Search the material for the word "MockSettingsStore" and report each line where it turns up.

• [Data extracts]:
——
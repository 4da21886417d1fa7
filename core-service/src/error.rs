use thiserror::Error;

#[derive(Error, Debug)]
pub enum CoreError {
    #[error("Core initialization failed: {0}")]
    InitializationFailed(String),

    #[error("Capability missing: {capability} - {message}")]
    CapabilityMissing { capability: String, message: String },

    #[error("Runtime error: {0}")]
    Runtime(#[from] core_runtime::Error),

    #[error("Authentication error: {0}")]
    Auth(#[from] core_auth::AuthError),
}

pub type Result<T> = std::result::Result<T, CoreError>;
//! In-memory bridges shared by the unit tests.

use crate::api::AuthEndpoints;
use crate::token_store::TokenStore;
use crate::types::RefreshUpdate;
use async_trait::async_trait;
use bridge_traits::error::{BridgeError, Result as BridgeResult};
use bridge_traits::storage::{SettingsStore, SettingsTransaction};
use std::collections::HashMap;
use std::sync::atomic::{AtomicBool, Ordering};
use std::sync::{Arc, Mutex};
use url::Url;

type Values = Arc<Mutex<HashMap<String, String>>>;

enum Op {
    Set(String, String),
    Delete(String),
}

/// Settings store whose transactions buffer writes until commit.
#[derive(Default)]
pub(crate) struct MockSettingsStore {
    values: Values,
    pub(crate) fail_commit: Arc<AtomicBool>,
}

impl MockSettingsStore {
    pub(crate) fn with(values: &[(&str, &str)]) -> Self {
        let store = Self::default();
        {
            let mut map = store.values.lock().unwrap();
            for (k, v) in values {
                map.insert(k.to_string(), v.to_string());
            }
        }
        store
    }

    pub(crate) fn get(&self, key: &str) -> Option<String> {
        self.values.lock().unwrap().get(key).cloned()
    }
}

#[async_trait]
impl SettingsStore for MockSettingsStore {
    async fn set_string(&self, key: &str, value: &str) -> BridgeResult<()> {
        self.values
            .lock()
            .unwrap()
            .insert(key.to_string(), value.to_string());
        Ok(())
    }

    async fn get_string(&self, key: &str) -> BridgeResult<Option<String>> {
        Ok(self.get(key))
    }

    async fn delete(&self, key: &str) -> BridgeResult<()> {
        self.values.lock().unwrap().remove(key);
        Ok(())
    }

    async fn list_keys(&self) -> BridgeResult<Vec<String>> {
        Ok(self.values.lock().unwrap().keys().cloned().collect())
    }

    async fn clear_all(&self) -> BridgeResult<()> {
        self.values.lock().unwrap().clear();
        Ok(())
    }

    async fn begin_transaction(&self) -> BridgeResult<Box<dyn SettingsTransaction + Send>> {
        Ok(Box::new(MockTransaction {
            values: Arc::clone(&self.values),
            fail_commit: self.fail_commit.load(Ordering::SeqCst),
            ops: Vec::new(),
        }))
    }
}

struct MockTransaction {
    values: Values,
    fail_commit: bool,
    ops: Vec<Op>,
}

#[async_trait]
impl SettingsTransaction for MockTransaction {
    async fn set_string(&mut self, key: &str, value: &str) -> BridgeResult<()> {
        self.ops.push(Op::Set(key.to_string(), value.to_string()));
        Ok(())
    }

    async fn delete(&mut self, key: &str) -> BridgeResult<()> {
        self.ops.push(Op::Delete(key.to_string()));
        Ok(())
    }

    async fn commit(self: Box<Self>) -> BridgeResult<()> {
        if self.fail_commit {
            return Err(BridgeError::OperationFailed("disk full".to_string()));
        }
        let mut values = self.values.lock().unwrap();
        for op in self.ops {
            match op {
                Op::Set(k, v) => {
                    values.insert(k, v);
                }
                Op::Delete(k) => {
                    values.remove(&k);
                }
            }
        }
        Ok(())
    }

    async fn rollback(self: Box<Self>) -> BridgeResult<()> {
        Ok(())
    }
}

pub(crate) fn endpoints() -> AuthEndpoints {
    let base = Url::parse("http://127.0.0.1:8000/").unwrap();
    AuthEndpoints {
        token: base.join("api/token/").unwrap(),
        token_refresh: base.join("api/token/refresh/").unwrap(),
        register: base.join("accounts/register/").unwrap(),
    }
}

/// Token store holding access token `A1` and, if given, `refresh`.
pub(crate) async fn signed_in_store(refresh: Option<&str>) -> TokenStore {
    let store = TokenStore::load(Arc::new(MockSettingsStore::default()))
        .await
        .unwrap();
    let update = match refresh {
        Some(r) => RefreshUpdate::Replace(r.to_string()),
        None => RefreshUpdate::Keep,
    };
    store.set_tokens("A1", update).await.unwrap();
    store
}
——
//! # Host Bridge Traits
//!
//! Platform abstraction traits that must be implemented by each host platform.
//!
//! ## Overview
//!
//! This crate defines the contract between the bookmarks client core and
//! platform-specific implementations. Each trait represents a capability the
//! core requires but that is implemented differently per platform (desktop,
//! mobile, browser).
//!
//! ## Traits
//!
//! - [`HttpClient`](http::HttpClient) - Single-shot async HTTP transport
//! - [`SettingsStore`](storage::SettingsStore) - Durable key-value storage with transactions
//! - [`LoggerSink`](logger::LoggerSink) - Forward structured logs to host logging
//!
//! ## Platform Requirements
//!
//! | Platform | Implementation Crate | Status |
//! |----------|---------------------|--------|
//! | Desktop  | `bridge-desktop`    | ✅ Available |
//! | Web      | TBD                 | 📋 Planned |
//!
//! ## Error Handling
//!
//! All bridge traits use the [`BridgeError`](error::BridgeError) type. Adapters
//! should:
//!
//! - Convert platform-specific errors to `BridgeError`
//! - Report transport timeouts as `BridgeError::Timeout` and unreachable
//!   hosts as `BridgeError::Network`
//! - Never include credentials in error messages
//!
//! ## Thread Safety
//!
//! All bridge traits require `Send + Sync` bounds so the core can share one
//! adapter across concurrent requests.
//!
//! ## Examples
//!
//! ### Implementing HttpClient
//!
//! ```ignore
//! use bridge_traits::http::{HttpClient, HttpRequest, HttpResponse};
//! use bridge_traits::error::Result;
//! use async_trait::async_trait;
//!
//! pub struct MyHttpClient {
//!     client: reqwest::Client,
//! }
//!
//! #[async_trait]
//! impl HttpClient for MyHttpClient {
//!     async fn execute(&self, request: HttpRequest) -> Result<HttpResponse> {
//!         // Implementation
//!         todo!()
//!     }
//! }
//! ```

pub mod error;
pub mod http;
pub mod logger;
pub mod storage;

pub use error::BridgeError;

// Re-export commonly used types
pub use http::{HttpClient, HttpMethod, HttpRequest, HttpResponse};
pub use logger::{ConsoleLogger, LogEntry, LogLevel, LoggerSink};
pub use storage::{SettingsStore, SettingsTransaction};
——
• [Result of the exercise]:
pub(crate) struct MockSettingsStore {
impl MockSettingsStore {
impl SettingsStore for MockSettingsStore {
    let store = TokenStore::load(Arc::new(MockSettingsStore::default()))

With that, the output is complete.